One of the world's first technologies for storing and exchanging data.



In the 19th century, doctors could prescribe mercury for mood swings and arsenic for asthma. It may not have occurred to them to wash their hands before surgery. Of course, they didn't try to kill anyone - they just didn't know there were more suitable methods.



These early physicians had valuable data scrawled on their notebooks, but each saw only one piece of a large puzzle. Without modern tools for the exchange and analysis of information (as well as science for making sense of this data), nothing could prevent superstition from influencing what can be seen through the "keyhole" of observed facts.



Humans have come a long way with technology since then, but today's boom in machine learning and artificial intelligence is not out of touch with the past. All this is a continuation of the basic human instinct - understanding the world around us. This instinct is needed so that we can make smarter decisions. And we now have significantly better technology than ever before.

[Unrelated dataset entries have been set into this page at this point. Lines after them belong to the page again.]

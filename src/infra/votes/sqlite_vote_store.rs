// SQLite-backed vote store.
//
// Table:
// - votes: one row per spent nullifier; the primary key makes reuse a no-op

use crate::core::votes::{Vote, VoteError, VoteStore, VoteTally};
use crate::infra::sqlite_pool;
use async_trait::async_trait;
use chrono::{DateTime, Utc};
use sqlx::{Pool, Row, Sqlite};
use std::collections::HashMap;
use std::path::Path;

pub struct SqliteVoteStore {
    pool: Pool<Sqlite>,
}

fn storage(err: sqlx::Error) -> VoteError {
    VoteError::StorageError(err.to_string())
}

impl SqliteVoteStore {
    pub async fn open(path: &Path) -> Result<Self, VoteError> {
        let pool = sqlite_pool::open(path).await.map_err(storage)?;
        let store = Self { pool };
        store.migrate().await?;
        Ok(store)
    }

    async fn migrate(&self) -> Result<(), VoteError> {
        sqlx::query(
            r#"
            CREATE TABLE IF NOT EXISTS votes (
                nullifier_hash TEXT PRIMARY KEY,
                prompt_id TEXT NOT NULL,
                is_upvote BOOLEAN NOT NULL,
                voter TEXT,
                proof TEXT,
                cast_at TEXT NOT NULL
            );
            CREATE INDEX IF NOT EXISTS idx_votes_prompt ON votes(prompt_id);
            "#,
        )
        .execute(&self.pool)
        .await
        .map_err(storage)?;
        Ok(())
    }
}

#[async_trait]
impl VoteStore for SqliteVoteStore {
    async fn record_vote(&self, vote: &Vote) -> Result<bool, VoteError> {
        let result = sqlx::query(
            r#"
            INSERT INTO votes (nullifier_hash, prompt_id, is_upvote, voter, proof, cast_at)
            VALUES (?, ?, ?, ?, ?, ?)
            ON CONFLICT(nullifier_hash) DO NOTHING
            "#,
        )
        .bind(&vote.nullifier_hash)
        .bind(&vote.prompt_id)
        .bind(vote.is_upvote)
        .bind(&vote.voter)
        .bind(&vote.proof)
        .bind(vote.cast_at.to_rfc3339())
        .execute(&self.pool)
        .await
        .map_err(storage)?;

        Ok(result.rows_affected() == 1)
    }

    async fn tallies(&self) -> Result<HashMap<String, VoteTally>, VoteError> {
        let rows = sqlx::query(
            r#"
            SELECT prompt_id,
                   SUM(CASE WHEN is_upvote THEN 1 ELSE 0 END) AS upvotes,
                   SUM(CASE WHEN is_upvote THEN 0 ELSE 1 END) AS downvotes
            FROM votes
            GROUP BY prompt_id
            "#,
        )
        .fetch_all(&self.pool)
        .await
        .map_err(storage)?;

        let mut tallies: HashMap<String, VoteTally> = HashMap::new();
        for row in rows {
            let upvotes: i64 = row.get("upvotes");
            let downvotes: i64 = row.get("downvotes");
            tallies.insert(
                row.get("prompt_id"),
                VoteTally {
                    upvotes: upvotes as u64,
                    downvotes: downvotes as u64,
                },
            );
        }
        Ok(tallies)
    }

    async fn recent_votes(&self, limit: usize) -> Result<Vec<Vote>, VoteError> {
        let rows = sqlx::query(
            r#"
            SELECT nullifier_hash, prompt_id, is_upvote, voter, proof, cast_at
            FROM votes
            ORDER BY cast_at DESC
            LIMIT ?
            "#,
        )
        .bind(limit as i64)
        .fetch_all(&self.pool)
        .await
        .map_err(storage)?;

        let mut votes = Vec::with_capacity(rows.len());
        for row in rows {
            let cast_at: String = row.get("cast_at");
            votes.push(Vote {
                nullifier_hash: row.get("nullifier_hash"),
                prompt_id: row.get("prompt_id"),
                is_upvote: row.get("is_upvote"),
                voter: row.get("voter"),
                proof: row.get("proof"),
                cast_at: DateTime::parse_from_rfc3339(&cast_at)
                    .map(|dt| dt.with_timezone(&Utc))
                    .unwrap_or_else(|_| Utc::now()),
            });
        }
        Ok(votes)
    }
}

#[cfg(test)]
mod tests {
    use super::*;
    use chrono::TimeZone;

    fn vote(prompt_id: &str, nullifier: &str, up: bool, minute: u32) -> Vote {
        Vote {
            prompt_id: prompt_id.to_string(),
            nullifier_hash: nullifier.to_string(),
            is_upvote: up,
            voter: Some("0xvoter".to_string()),
            proof: None,
            cast_at: Utc.with_ymd_and_hms(2024, 5, 1, 12, minute, 0).unwrap(),
        }
    }

    async fn store() -> (tempfile::TempDir, SqliteVoteStore) {
        let dir = tempfile::tempdir().unwrap();
        let store = SqliteVoteStore::open(&dir.path().join("votes.db"))
            .await
            .unwrap();
        (dir, store)
    }

    #[tokio::test]
    async fn test_nullifier_is_unique() {
        let (_dir, store) = store().await;

        assert!(store.record_vote(&vote("a", "n1", true, 0)).await.unwrap());
        assert!(!store.record_vote(&vote("b", "n1", false, 1)).await.unwrap());

        let tallies = store.tallies().await.unwrap();
        assert_eq!(tallies.len(), 1);
        assert_eq!(tallies["a"].upvotes, 1);
    }

    #[tokio::test]
    async fn test_tallies_per_prompt() {
        let (_dir, store) = store().await;

        store.record_vote(&vote("a", "n1", true, 0)).await.unwrap();
        store.record_vote(&vote("a", "n2", false, 1)).await.unwrap();
        store.record_vote(&vote("a", "n3", true, 2)).await.unwrap();
        store.record_vote(&vote("b", "n4", false, 3)).await.unwrap();

        let tallies = store.tallies().await.unwrap();
        assert_eq!(
            tallies["a"],
            VoteTally {
                upvotes: 2,
                downvotes: 1
            }
        );
        assert_eq!(tallies["b"].score(), -1);
    }

    #[tokio::test]
    async fn test_recent_votes_round_trip_fields() {
        let (_dir, store) = store().await;

        store.record_vote(&vote("a", "n1", true, 5)).await.unwrap();
        store.record_vote(&vote("a", "n2", false, 9)).await.unwrap();

        let recent = store.recent_votes(1).await.unwrap();
        assert_eq!(recent, vec![vote("a", "n2", false, 9)]);
    }
}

One way to describe this pattern that has been going on through the ages is to think of it as a revolution in datasets, not units of data. The difference is not trivial. Massives of data have helped shape the modern world. Consider the Sumerian scribes (modern-day Iraq) who pressed their styluses to clay plates over 5,000 years ago. When they did, they not only invented the first writing system, but the first technology for storing and exchanging data.

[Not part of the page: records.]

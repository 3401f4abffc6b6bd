// The core module contains all business logic.
// Each feature gets its own submodule.

#[path = "moderation/mod.rs"]
pub mod moderation;

#[path = "submissions/mod.rs"]
pub mod submissions;

#[path = "votes/vote_service.rs"]
pub mod votes;

#[path = "dashboard/dashboard_service.rs"]
pub mod dashboard;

If you're inspired by the promise that AI can surpass human capabilities, consider stationery to give us superhuman memories. While it is easy to take the recording of information for granted today, the ability to securely store datasets represents a groundbreaking first step towards higher intelligence.

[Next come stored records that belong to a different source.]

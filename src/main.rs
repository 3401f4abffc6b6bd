// Entry point of the prompt marketplace API.
//
// **Architecture Overview:**
// - `core/` = Business logic (moderation, submissions, votes, dashboard)
// - `infra/` = Implementations of core traits (classifiers, stores, webhooks)
// - `web/` = HTTP adapter (axum routes and error mapping)
//
// This file's job is to:
// 1. Load configuration
// 2. Initialize services (dependency injection)
// 3. Serve the router

// These attrs point each module declaration at a more descriptive root file
// so we don't end up with half a dozen mod.rs files that all look the same.
#[path = "core/core_layer.rs"]
mod core;
#[path = "infra/infra_layer.rs"]
mod infra;
#[path = "web/web_layer.rs"]
mod web;

mod config;

use crate::config::{AppConfig, ProviderConfig, StorageConfig};
use crate::core::moderation::{LocalKeywordAnalyzer, ModerationPipeline, ModerationProvider};
use crate::core::submissions::{AlertSink, PromptIdGenerator, SubmissionService, SubmissionStore};
use crate::core::votes::VoteService;
use crate::infra::alerts::WebhookAlertSink;
use crate::infra::moderation::{HuggingFaceClassifier, OpenAiModerationClient};
use crate::infra::sheets::{GoogleSheetsClient, GoogleSheetsSubmissionStore, ServiceAccountAuth};
use crate::infra::submissions::SqliteSubmissionStore;
use crate::infra::votes::SqliteVoteStore;
use crate::web::state::DynVoteStore;
use crate::web::AppState;
use anyhow::Context;
use std::sync::Arc;
use tracing_subscriber::EnvFilter;

fn build_providers(config: &AppConfig, http: &reqwest::Client) -> Vec<Box<dyn ModerationProvider>> {
    config
        .providers
        .iter()
        .map(|provider| -> Box<dyn ModerationProvider> {
            match provider {
                ProviderConfig::HuggingFace { api_key, url } => Box::new(
                    HuggingFaceClassifier::new(http.clone(), api_key.clone(), url.clone()),
                ),
                ProviderConfig::OpenAi { api_key, base_url } => Box::new(
                    OpenAiModerationClient::new(http.clone(), api_key.clone(), base_url.clone()),
                ),
            }
        })
        .collect()
}

async fn build_store(
    config: &AppConfig,
    http: &reqwest::Client,
) -> anyhow::Result<Arc<dyn SubmissionStore>> {
    match &config.storage {
        StorageConfig::GoogleSheets {
            spreadsheet_id,
            range,
            credentials,
        } => {
            let auth = ServiceAccountAuth::load(credentials, http.clone())
                .await
                .context("Failed to load Google service account")?;
            tracing::info!(
                account = %auth.client_email(),
                spreadsheet = %spreadsheet_id,
                range = %range,
                "Using Google Sheets submission store"
            );
            let sheets = GoogleSheetsClient::new(http.clone(), spreadsheet_id.clone(), Arc::new(auth));
            Ok(Arc::new(GoogleSheetsSubmissionStore::new(sheets, range.clone())))
        }
        StorageConfig::Sqlite { path } => {
            tracing::info!(path = %path.display(), "Using SQLite submission store");
            let store = SqliteSubmissionStore::open(path)
                .await
                .context("Failed to open submission database")?;
            Ok(Arc::new(store))
        }
    }
}

#[tokio::main]
async fn main() -> anyhow::Result<()> {
    // Load environment variables from .env file (if it exists)
    dotenv::dotenv().ok();

    tracing_subscriber::fmt()
        .with_env_filter(EnvFilter::try_from_default_env().unwrap_or_else(|_| "info".into()))
        .init();

    let config = AppConfig::from_env()?;

    // One pooled client for every outbound call.
    let http = reqwest::Client::builder()
        .timeout(config.outbound_timeout)
        .build()
        .context("Failed to build HTTP client")?;

    // ========================================================================
    // DEPENDENCY INJECTION
    // ========================================================================

    let providers = build_providers(&config, &http);
    let pipeline = Arc::new(ModerationPipeline::new(LocalKeywordAnalyzer::default(), providers));
    tracing::info!(remotes = ?pipeline.remote_names(), "Moderation pipeline ready");

    let store = build_store(&config, &http).await?;

    let alerts: Option<Arc<dyn AlertSink>> = config.alert.as_ref().map(|alert| {
        tracing::info!(kind = ?alert.kind, "Flag alerts enabled");
        Arc::new(WebhookAlertSink::new(http.clone(), alert.kind, alert.url.clone()))
            as Arc<dyn AlertSink>
    });

    let submissions = SubmissionService::new(
        pipeline.clone(),
        store.clone(),
        alerts,
        PromptIdGenerator::new(config.prompt_id_length),
    );

    let vote_store: DynVoteStore = Box::new(
        SqliteVoteStore::open(&config.votes_db_path())
            .await
            .context("Failed to open vote database")?,
    );
    let votes = Arc::new(VoteService::new(vote_store));

    let app = web::router(AppState::new(pipeline, submissions, store, votes));

    let listener = tokio::net::TcpListener::bind(&config.bind_addr)
        .await
        .with_context(|| format!("Failed to bind {}", config.bind_addr))?;
    tracing::info!(addr = %config.bind_addr, "Starting server");

    axum::serve(listener, app).await?;

    Ok(())
}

Unfortunately, extracting information from clay slabs and their pre-electronic counterparts is a pain. You cannot click your finger on a book to count the number of words in it. Instead, you have to load each word into your brain to process it. Issues like these made early data analysis laborious, so early attempts got stuck very early on. While the kingdom could analyze tax revenues, only a fearless soul could try to reason as effectively in a field like medicine, where a thousand-year tradition encouraged improvisation.



image



Fortunately, the human race has produced incredible pioneers. For example, John Snow's map of deaths, compiled during the cholera outbreak in London in 1858, inspired doctors to reconsider the superstition that the disease was caused by miasma (toxic air), and to pay attention to drinking water.



image



If you know The Lady with the Lamp, Florence Nightingale, for her heroic compassion as a nurse, you might be surprised to learn that she was also a pioneer in analytics. Her inventive infographic during the Crimean War saved many lives because it identified hygiene problems as the leading cause of hospital deaths, and it was this infographic that inspired the government to pay attention to sanitation.



image



The era of uniform datasets emerged as the value of information began to assert itself in more and more areas, leading to the advent of computers. And this is not about the electronic buddy you are used to today. The "computer" (calculator) originated as a human profession, when special employees performed calculations and processed data manually in order to assess their significance.



image



These people were all computers! Photo taken in the 1950s by the staff of the Supersonic Pressure Tunnel .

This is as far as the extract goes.